If we’re honest, a huge selling point when figuring out whether or not to attend a conference depends on who the keynote speaker will be. As a planner, when hiring your keynote speaker, what you can afford will factor in to your decision. That being said, you should also:

Look at the role the speaker will have in your conference (e.g., motivational/inspirational or trend expert).
Think about why you’re hiring a keynote speaker and the results you’d like to achieve (e.g., educate, promote awareness, or inform/entertain). contributor Micah Solomna asked Dr. Nick Morgan, one of America’s top communication theorists and coaches for his advice on how to hire a quality keynote speaker.

Mistakes to Avoid
Scheduling keynotes during a meal—or right after one. The meal and the speaker should never be in competition for the attendee’s attention.

Asking to see the keynote’s presentation ahead of time and then distributing it to your attendees. Keep an element of surprise!

Best Practices to Keep in Mind
Add a dynamic emcee or host (Note: this person is not your keynote speaker) to interact with the audience throughout the day, create opportunities for interaction, and ensure that things don’t fall between the cracks.

Build in some breaks. Think of how much more you can accomplish if you create networking opportunities outside of mealtime.  

Booking and Fees

Book your speakers at least six months out. That gives you a better chance of getting quality speakers you can adequately promote.

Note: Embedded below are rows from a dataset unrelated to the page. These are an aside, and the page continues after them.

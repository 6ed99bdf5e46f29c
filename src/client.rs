use std::time::Duration;

use async_trait::async_trait;
use bytes::Bytes;
use reqwest::header::{AUTHORIZATION, CONTENT_TYPE, HeaderMap, HeaderValue};
use serde::Deserialize;
use serde::de::DeserializeOwned;
use serde_json::{Value, json};
use url::Url;

use crate::error::ApiError;
use crate::model::{Coordinates, Post, VoteOutcome, VoteType};

pub const PAGE_SIZE: u32 = 10;

pub const LATITUDE_HEADER: &str = "x-location-latitude";
pub const LONGITUDE_HEADER: &str = "x-location-longitude";

const POSTS_QUERY: &str = r#"query Posts($skip: Int!, $take: Int!, $channelId: ID) {
  posts(skip: $skip, take: $take, channelId: $channelId) {
    id
    body
    photoURL
    anonymous
    distance
    createdAt
    commentsCount
    rate
    profilePostVote {
      type
    }
    owner {
      uid
      username
      photoURL
    }
    channel {
      id
      name
    }
  }
}"#;

const VOTE_MUTATION: &str = r#"mutation VotePost($postId: ID!, $type: PostVoteType!) {
  vote(postId: $postId, type: $type) {
    type
    post {
      id
      rate
    }
    profile {
      uid
      photoURL
    }
  }
}"#;

#[derive(Debug, Clone, PartialEq)]
pub struct PostsQuery {
    pub channel_id: Option<String>,
    pub location: Option<Coordinates>,
}

/// The two backend operations the feed depends on.
#[async_trait]
pub trait FeedApi: Send + Sync {
    async fn fetch_posts(&self, query: &PostsQuery) -> Result<Vec<Post>, ApiError>;

    async fn vote(&self, post_id: &str, direction: VoteType) -> Result<VoteOutcome, ApiError>;
}

#[derive(Debug, Clone)]
pub struct ClientOptions {
    pub user_agent: String,
    pub token: Option<String>,
    pub timeout: Option<Duration>,
}

impl Default for ClientOptions {
    fn default() -> Self {
        Self {
            user_agent: "habla-feed/0.1".to_string(),
            token: None,
            timeout: None,
        }
    }
}

#[derive(Clone)]
pub struct GraphqlClient {
    client: reqwest::Client,
    endpoint: Url,
}

#[derive(Deserialize)]
struct Envelope<T> {
    data: Option<T>,
    #[serde(default)]
    errors: Vec<GraphqlMessage>,
}

#[derive(Deserialize)]
struct GraphqlMessage {
    message: String,
}

#[derive(Deserialize)]
struct PostsData {
    posts: Vec<Post>,
}

#[derive(Deserialize)]
struct VoteData {
    vote: VoteOutcome,
}

impl GraphqlClient {
    pub fn new(endpoint: Url, options: &ClientOptions) -> anyhow::Result<Self> {
        use anyhow::Context as _;

        let mut headers = HeaderMap::new();
        if let Some(token) = &options.token {
            let value = HeaderValue::from_str(&format!("Bearer {token}"))
                .context("token is not a valid header value")?;
            headers.insert(AUTHORIZATION, value);
        }

        let mut builder = reqwest::Client::builder()
            .user_agent(&options.user_agent)
            .default_headers(headers)
            .redirect(reqwest::redirect::Policy::limited(10));
        if let Some(timeout) = options.timeout {
            builder = builder.timeout(timeout);
        }
        let client = builder.build().context("build reqwest client")?;
        Ok(Self { client, endpoint })
    }

    async fn post_bytes(
        &self,
        body: Value,
        location: Option<Coordinates>,
    ) -> Result<Bytes, ApiError> {
        let endpoint = self.endpoint.to_string();
        let mut request = self
            .client
            .post(self.endpoint.clone())
            .header(CONTENT_TYPE, "application/json")
            .body(body.to_string());
        if let Some(at) = location {
            request = request
                .header(LATITUDE_HEADER, at.latitude.to_string())
                .header(LONGITUDE_HEADER, at.longitude.to_string());
        }

        let resp = request.send().await.map_err(|source| ApiError::Transport {
            endpoint: endpoint.clone(),
            source,
        })?;

        let status = resp.status();
        if !status.is_success() {
            tracing::warn!(%status, %endpoint, "graphql endpoint rejected request");
            return Err(ApiError::Status {
                endpoint,
                status: status.as_u16(),
            });
        }

        resp.bytes()
            .await
            .map_err(|source| ApiError::Transport { endpoint, source })
    }

    async fn execute<T: DeserializeOwned>(
        &self,
        body: Value,
        location: Option<Coordinates>,
    ) -> Result<T, ApiError> {
        let bytes = self.post_bytes(body, location).await?;
        decode_envelope(&bytes)
    }
}

fn decode_envelope<T: DeserializeOwned>(bytes: &[u8]) -> Result<T, ApiError> {
    let value: Value = serde_json::from_slice(bytes).map_err(ApiError::Unparseable)?;
    let envelope: Envelope<T> = serde_json::from_value(value)?;
    if !envelope.errors.is_empty() {
        return Err(ApiError::Graphql(
            envelope.errors.into_iter().map(|e| e.message).collect(),
        ));
    }
    envelope
        .data
        .ok_or_else(|| ApiError::Graphql(vec!["response carried no data".to_string()]))
}

#[async_trait]
impl FeedApi for GraphqlClient {
    async fn fetch_posts(&self, query: &PostsQuery) -> Result<Vec<Post>, ApiError> {
        let body = json!({
            "query": POSTS_QUERY,
            "variables": {
                "skip": 0,
                "take": PAGE_SIZE,
                "channelId": query.channel_id,
            },
        });
        let data: PostsData = self.execute(body, query.location).await?;
        tracing::debug!(count = data.posts.len(), channel = ?query.channel_id, "fetched posts");
        Ok(data.posts)
    }

    async fn vote(&self, post_id: &str, direction: VoteType) -> Result<VoteOutcome, ApiError> {
        let body = json!({
            "query": VOTE_MUTATION,
            "variables": {
                "postId": post_id,
                "type": direction.as_tag(),
            },
        });
        let data: VoteData = self.execute(body, None).await?;
        Ok(data.vote)
    }
}

#[async_trait]
impl<T: FeedApi + ?Sized> FeedApi for std::sync::Arc<T> {
    async fn fetch_posts(&self, query: &PostsQuery) -> Result<Vec<Post>, ApiError> {
        (**self).fetch_posts(query).await
    }

    async fn vote(&self, post_id: &str, direction: VoteType) -> Result<VoteOutcome, ApiError> {
        (**self).vote(post_id, direction).await
    }
}
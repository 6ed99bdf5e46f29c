#![allow(dead_code)]

use std::collections::VecDeque;
use std::sync::{Arc, Mutex};

use async_trait::async_trait;
use habla_feed::cache::{FeedCache, MemoryStore, Staleness};
use habla_feed::client::{FeedApi, PostsQuery};
use habla_feed::error::ApiError;
use habla_feed::feed::{FeedController, FeedScope};
use habla_feed::location::FixedLocation;
use habla_feed::model::{Channel, Coordinates, Post, VoteOutcome, VoteType};
use habla_feed::nav::RecordingNavigator;
use serde_json::json;
use tokio::sync::oneshot;

pub const HERE: Coordinates = Coordinates {
    latitude: -23.55,
    longitude: -46.63,
};

pub fn post(id: &str) -> Post {
    serde_json::from_value(json!({
        "id": id,
        "body": format!("post {id}"),
        "createdAt": "2026-01-30T00:00:00Z",
        "commentsCount": 0,
        "rate": 1,
        "owner": { "uid": "u1", "username": "alice" },
    }))
    .unwrap()
}

pub fn posts(ids: &[&str]) -> Vec<Post> {
    ids.iter().map(|id| post(id)).collect()
}

pub fn channel(id: &str, name: &str) -> Channel {
    Channel {
        id: id.to_string(),
        name: name.to_string(),
    }
}

pub fn outcome(post_id: &str, kind: VoteType, rate: i64) -> VoteOutcome {
    serde_json::from_value(json!({
        "type": kind,
        "post": { "id": post_id, "rate": rate },
        "profile": { "uid": "u1", "photoURL": null },
    }))
    .unwrap()
}

/// Status failures classify as connectivity problems.
pub fn network_error() -> ApiError {
    ApiError::Status {
        endpoint: "http://test/graphql".to_string(),
        status: 502,
    }
}

pub fn server_error() -> ApiError {
    ApiError::Graphql(vec!["boom".to_string()])
}

#[derive(Default)]
pub struct ScriptedApi {
    fetches: Mutex<VecDeque<Result<Vec<Post>, ApiError>>>,
    votes: Mutex<VecDeque<Result<VoteOutcome, ApiError>>>,
    pub fetch_calls: Mutex<Vec<PostsQuery>>,
    pub vote_calls: Mutex<Vec<(String, VoteType)>>,
}

impl ScriptedApi {
    pub fn new() -> Self {
        Self::default()
    }

    pub fn push_fetch(&self, result: Result<Vec<Post>, ApiError>) -> &Self {
        self.fetches.lock().unwrap().push_back(result);
        self
    }

    pub fn push_vote(&self, result: Result<VoteOutcome, ApiError>) -> &Self {
        self.votes.lock().unwrap().push_back(result);
        self
    }

    pub fn fetch_calls(&self) -> Vec<PostsQuery> {
        self.fetch_calls.lock().unwrap().clone()
    }

    pub fn vote_calls(&self) -> Vec<(String, VoteType)> {
        self.vote_calls.lock().unwrap().clone()
    }
}

#[async_trait]
impl FeedApi for ScriptedApi {
    async fn fetch_posts(&self, query: &PostsQuery) -> Result<Vec<Post>, ApiError> {
        self.fetch_calls.lock().unwrap().push(query.clone());
        self.fetches
            .lock()
            .unwrap()
            .pop_front()
            .unwrap_or_else(|| Err(server_error()))
    }

    async fn vote(&self, post_id: &str, direction: VoteType) -> Result<VoteOutcome, ApiError> {
        self.vote_calls
            .lock()
            .unwrap()
            .push((post_id.to_string(), direction));
        self.votes
            .lock()
            .unwrap()
            .pop_front()
            .unwrap_or_else(|| Err(server_error()))
    }
}

/// Each fetch waits until the test releases its result.
pub struct GatedApi {
    gates: Mutex<VecDeque<oneshot::Receiver<Result<Vec<Post>, ApiError>>>>,
}

impl GatedApi {
    pub fn new(gates: Vec<oneshot::Receiver<Result<Vec<Post>, ApiError>>>) -> Self {
        Self {
            gates: Mutex::new(gates.into()),
        }
    }
}

#[async_trait]
impl FeedApi for GatedApi {
    async fn fetch_posts(&self, _query: &PostsQuery) -> Result<Vec<Post>, ApiError> {
        let gate = self.gates.lock().unwrap().pop_front();
        match gate {
            Some(rx) => rx.await.unwrap_or_else(|_| Err(server_error())),
            None => Err(server_error()),
        }
    }

    async fn vote(&self, _post_id: &str, _direction: VoteType) -> Result<VoteOutcome, ApiError> {
        Err(server_error())
    }
}

pub type TestFeed<A> =
    FeedController<Arc<A>, FixedLocation, Arc<MemoryStore>, Arc<RecordingNavigator>>;

pub struct Harness<A> {
    pub api: Arc<A>,
    pub store: Arc<MemoryStore>,
    pub navigator: Arc<RecordingNavigator>,
    pub feed: TestFeed<A>,
}

pub fn harness<A: FeedApi>(api: A, scope: FeedScope) -> Harness<A> {
    harness_with_store(api, scope, Arc::new(MemoryStore::new()))
}

pub fn harness_with_store<A: FeedApi>(
    api: A,
    scope: FeedScope,
    store: Arc<MemoryStore>,
) -> Harness<A> {
    let api = Arc::new(api);
    let navigator = Arc::new(RecordingNavigator::new());
    let feed = FeedController::new(
        api.clone(),
        FixedLocation(HERE),
        FeedCache::new(store.clone(), Staleness::Unbounded),
        navigator.clone(),
        scope,
    );
    Harness {
        api,
        store,
        navigator,
        feed,
    }
}
use thiserror::Error;

#[derive(Error, Debug)]
pub enum ApiError {
    #[error("request to {endpoint} failed: {source}")]
    Transport {
        endpoint: String,
        #[source]
        source: reqwest::Error,
    },

    #[error("{endpoint} answered with status {status}")]
    Status { endpoint: String, status: u16 },

    /// The body is not JSON at all, e.g. a proxy or captive portal page.
    #[error("response body is not json: {0}")]
    Unparseable(#[source] serde_json::Error),

    #[error("malformed response: {0}")]
    Decode(#[from] serde_json::Error),

    #[error("graphql error: {}", .0.join("; "))]
    Graphql(Vec<String>),
}

impl ApiError {
    /// Transport-level failures, as opposed to the server rejecting the operation.
    pub fn is_network(&self) -> bool {
        matches!(
            self,
            ApiError::Transport { .. } | ApiError::Status { .. } | ApiError::Unparseable(_)
        )
    }
}

#[derive(Error, Debug)]
pub enum StoreError {
    #[error("storage io for key {key}: {source}")]
    Io {
        key: String,
        #[source]
        source: std::io::Error,
    },

    #[error("invalid storage key {0:?}")]
    InvalidKey(String),

    #[error("cached value is not valid json: {0}")]
    Corrupt(#[from] serde_json::Error),
}

#[derive(Error, Debug, Clone, PartialEq, Eq)]
pub enum LocationError {
    #[error("location permission denied")]
    PermissionDenied,

    #[error("location unavailable: {0}")]
    Unavailable(String),
}

/// User-facing classification of a failed feed fetch.
#[derive(Error, Debug, Clone, Copy, PartialEq, Eq)]
pub enum FeedError {
    #[error("connection error while loading posts")]
    Connection,

    #[error("unexpected error while loading posts")]
    Unexpected,
}

impl FeedError {
    pub fn classify(err: &ApiError) -> Self {
        if err.is_network() {
            FeedError::Connection
        } else {
            FeedError::Unexpected
        }
    }
}

/// A failed vote. The tally is left untouched; the caller may vote again.
#[derive(Error, Debug)]
#[error("vote {direction} on post {post_id} failed: {source}")]
pub struct VoteError {
    pub post_id: String,
    pub direction: crate::model::VoteType,
    #[source]
    pub source: ApiError,
}

impl VoteError {
    pub fn is_retryable(&self) -> bool {
        self.source.is_network()
    }
}
use async_trait::async_trait;

use crate::error::LocationError;
use crate::model::Coordinates;

/// Source of the device position sent along with feed queries.
#[async_trait]
pub trait LocationProvider: Send + Sync {
    async fn current_position(&self) -> Result<Coordinates, LocationError>;
}

/// A position supplied up front (CLI flags, tests).
#[derive(Debug, Clone, Copy)]
pub struct FixedLocation(pub Coordinates);

#[async_trait]
impl LocationProvider for FixedLocation {
    async fn current_position(&self) -> Result<Coordinates, LocationError> {
        Ok(self.0)
    }
}

/// Behaves like a device where the user declined location access.
#[derive(Debug, Clone, Copy, Default)]
pub struct NoLocation;

#[async_trait]
impl LocationProvider for NoLocation {
    async fn current_position(&self) -> Result<Coordinates, LocationError> {
        Err(LocationError::PermissionDenied)
    }
}

pub(crate) async fn resolve_best_effort<L: LocationProvider + ?Sized>(
    provider: &L,
) -> Option<Coordinates> {
    match provider.current_position().await {
        Ok(at) => Some(at),
        Err(e) => {
            tracing::warn!(error = %e, "querying posts without location");
            None
        }
    }
}

#[async_trait]
impl<T: LocationProvider + ?Sized> LocationProvider for Box<T> {
    async fn current_position(&self) -> Result<Coordinates, LocationError> {
        (**self).current_position().await
    }
}

#[async_trait]
impl<T: LocationProvider + ?Sized> LocationProvider for std::sync::Arc<T> {
    async fn current_position(&self) -> Result<Coordinates, LocationError> {
        (**self).current_position().await
    }
}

Fees will vary by speaker. For example: a published author could cost anywhere from $10,000 to $20,000 or more, while a New York Times bestselling author is $40,000 and up. And always remember that travel expenses are additional. One final piece of advice for planners: don’t try to nickel-and-dime the speakers. Think of what you’re spending on the venue, food and drinks, rooms, etc., and you’ll understand why trying to shave off a few dollars from the speaker’s fee is counterproductive.